> _About this exercise_
Below are some entries. Copy each line that holds the string "required".

> _Dataset excerpts_
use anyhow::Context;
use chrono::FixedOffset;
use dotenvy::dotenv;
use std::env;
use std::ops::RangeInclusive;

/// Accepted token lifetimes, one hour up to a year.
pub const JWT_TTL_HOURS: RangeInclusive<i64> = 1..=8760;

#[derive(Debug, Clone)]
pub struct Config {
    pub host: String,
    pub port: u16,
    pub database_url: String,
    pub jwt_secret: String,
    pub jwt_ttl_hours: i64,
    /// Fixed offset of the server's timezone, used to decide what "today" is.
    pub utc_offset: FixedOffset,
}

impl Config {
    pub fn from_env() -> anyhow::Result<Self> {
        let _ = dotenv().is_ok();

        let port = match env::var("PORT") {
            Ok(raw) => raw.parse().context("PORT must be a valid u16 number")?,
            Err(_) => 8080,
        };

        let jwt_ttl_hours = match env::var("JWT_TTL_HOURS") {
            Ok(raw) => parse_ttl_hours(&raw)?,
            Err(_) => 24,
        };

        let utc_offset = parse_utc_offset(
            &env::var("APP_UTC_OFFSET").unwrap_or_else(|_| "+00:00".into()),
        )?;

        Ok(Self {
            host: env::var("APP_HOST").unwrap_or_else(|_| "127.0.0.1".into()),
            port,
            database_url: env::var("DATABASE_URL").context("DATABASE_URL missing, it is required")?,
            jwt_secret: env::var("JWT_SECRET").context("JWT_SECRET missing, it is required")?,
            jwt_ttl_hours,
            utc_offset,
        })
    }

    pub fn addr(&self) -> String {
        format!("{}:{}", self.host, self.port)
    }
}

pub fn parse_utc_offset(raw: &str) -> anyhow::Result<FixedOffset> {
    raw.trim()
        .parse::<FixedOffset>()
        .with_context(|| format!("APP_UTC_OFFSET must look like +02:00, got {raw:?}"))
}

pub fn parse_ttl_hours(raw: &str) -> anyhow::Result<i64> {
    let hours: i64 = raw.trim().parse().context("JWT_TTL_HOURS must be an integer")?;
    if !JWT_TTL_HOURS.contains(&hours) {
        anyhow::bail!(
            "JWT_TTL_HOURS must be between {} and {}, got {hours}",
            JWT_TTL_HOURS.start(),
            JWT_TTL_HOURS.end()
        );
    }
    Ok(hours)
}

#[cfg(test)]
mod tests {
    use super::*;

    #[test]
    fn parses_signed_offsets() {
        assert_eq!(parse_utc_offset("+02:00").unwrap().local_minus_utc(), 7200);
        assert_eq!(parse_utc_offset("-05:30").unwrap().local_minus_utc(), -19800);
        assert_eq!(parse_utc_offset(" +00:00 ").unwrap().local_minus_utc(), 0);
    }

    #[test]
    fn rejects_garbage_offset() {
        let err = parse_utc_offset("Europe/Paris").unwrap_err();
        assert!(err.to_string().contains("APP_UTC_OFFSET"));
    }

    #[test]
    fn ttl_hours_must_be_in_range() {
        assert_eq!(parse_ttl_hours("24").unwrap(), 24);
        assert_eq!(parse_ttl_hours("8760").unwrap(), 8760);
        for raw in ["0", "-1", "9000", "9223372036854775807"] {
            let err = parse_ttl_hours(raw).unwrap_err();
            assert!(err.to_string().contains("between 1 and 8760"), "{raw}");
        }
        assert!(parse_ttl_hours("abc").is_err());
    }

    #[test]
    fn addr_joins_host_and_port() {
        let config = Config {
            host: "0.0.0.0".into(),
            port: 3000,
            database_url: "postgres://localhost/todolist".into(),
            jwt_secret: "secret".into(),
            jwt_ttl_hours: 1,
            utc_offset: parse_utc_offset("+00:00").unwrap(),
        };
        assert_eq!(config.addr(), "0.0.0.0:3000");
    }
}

> _Your response_
            database_url: env::var("DATABASE_URL").context("DATABASE_URL missing, it is required")?,
            jwt_secret: env::var("JWT_SECRET").context("JWT_SECRET missing, it is required")?,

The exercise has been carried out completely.